En los momentos cruciales de su infancia, Jeanette Winterson siempre tenía a mano una naranja: la agarraba, la pelaba y la comía como si esta pieza de fruta fuera a consolarla de todos sus males. Más tarde descubrió que existía fruta distinta, más sabrosa, pero había que comerla a escondidas, lejos de las habladurías de la gente y de la mirada inquisidora de su madre; era fruta prohibida, pero valía la pena correr el riesgo y disfrutar de aquella delicia. Adoptada por un matrimonio evangélico de una pequeña ciudad industrial inglesa, Jeanette Winterson creció a la sombra del fervor religioso de toda una comunidad. Los primeros años de su vida fueron un ir y venir entre feligreses seducidos por los sermones y las palabras de la Biblia, el único libro que circulaba por su casa, pero cuando tenía poco más de diez años la niña supo que ella era distinta y que las leyes de su cuerpo la llevarían a descubrir otra forma de amar.
Sólo me he marcado una meta con esta
reseña: que conozcáis a Jeanette Winterson, que la améis o la odiéis –así son
las grandes personalidades, los genios indiscutibles–, que sepáis de su
relación salvadora con la literatura, que vuestro oído se haga a su estimulante
prosa, a sus estrambóticas historias. Sí, hoy hablamos de una de las apuestas
más aplaudidas de la editorial Lumen: recuperar parte de la obra de esta interesantísima
autora británica –nació en 1959–,
adoptada, lesbiana y activista, y fuertemente condicionada por la religión
desde pequeña. Fruta prohibida
es la novela de la que hablamos hoy, una historia autobiográfica sobre la niña
que fue, sobre sus primeros escarceos amorosos (y censurados), y sobre esa
relación tan obsesiva con Dios, y sobre todo con el Demonio, por culpa de su
madre, que siempre quiso que fuera misionera, que fuera digna del Creador. Fíjense,
a los seis años ya escribía sermones para la iglesia, que recitaba ante decenas
de feligreses.
Si la propia Jeanette –la que la autora
va construyendo a partir de sus recuerdos y sus invenciones– es la protagonista
de Fruta prohibida, el Demonio sería
el antagonista. No se entiende a la una sin el otro, no estaría justificada la
presencia del Diablo sin ese miedo atroz a la maldad, al infierno, al pecado. Dos gigantes en una misma historia.

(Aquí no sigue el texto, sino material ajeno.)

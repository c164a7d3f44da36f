//! HTTP handlers shared by every service.

pub mod health;

pub use health::{health_check, readiness_check, Readiness, ReadinessProbe};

Fíjense,
tenemos a una niña acostumbrada a ver el Mal en todo lo que le rodea –en sus
vecinos, en los que no van a misa, en comer más de lo normal, en no ser
educada-, que al llegar a la pubertad empieza a sentirse atraída por una amiga.
Comete el error de contárselo a su madre
y… ahí se lía la marimorena. Todos se escandalizan. El pastor la ridiculiza
públicamente, la congregación la rechaza, cuchichea a sus espaldas. La
carga religiosa de la novela es inmensa, empezando desde el título –en clara
referencia a la Biblia– y es así que conocemos un hogar duramente encorsetado
por las normas morales y a una niña con debates de adultos, con miedos de
adultos. La atmósfera es gris, asfixiante, como respirar humo de un incendio.
Tiene la autora una forma particular
de contar la vida, su vida. Su visión
de lo que le rodea es tan especial que parece que tuviera un sexto sentido el
súper poder de ser original, de fijarse en lo que nadie se fija. Es quizás cosa
de los genios o de los que han sufrido demasiado: ella se ha debatido siempre
entre su sentimiento religioso y sus impulsos amorosos: dos fuerzas irreconciliables. Repudiada por su
entorno por culpa de sus pecados, su obra está llena de tormento, de una pena
subterránea. Aun así, su prosa es limpia y armoniosa, con cierto eco clásico, pero
con intención permanente de explorar y de meterse en terrenos desconocidos.
Winterson se agarra a la literatura como parte de ella misma, como única forma
de sobrevivir a sus demonios, porque ella tiene muchos.
Fruta prohibida es un choque entre dos trenes a toda velocidad –el de la intolerancia
religiosa y el de la libertad sexual- en el cuerpo de una niña y una
adolescente. En esta novela, con clarísimos tintes autobiográficos, la
autora plantea una cuestión que se repetirá a lo largo de su obra: la
marginación por parte del propio entorno, el rechazo de los más cercanos, la sensación de que no merece amor. ¿Y
todo a causa de qué? De su lesbianismo, de su homosexualidad. Y en estas
páginas palpita su dolor, uno amplio y profundo, uno que aún sangra y que se
hace arte al transformarse en palabras. Y no olviden su nombre: Jeanette
Winterson. Por cierto, qué delicadeza, qué delicia los dibujos de Ana Juan, qué sugerentes.
Este libro no me llama la atencion asi que no creo que lo lea.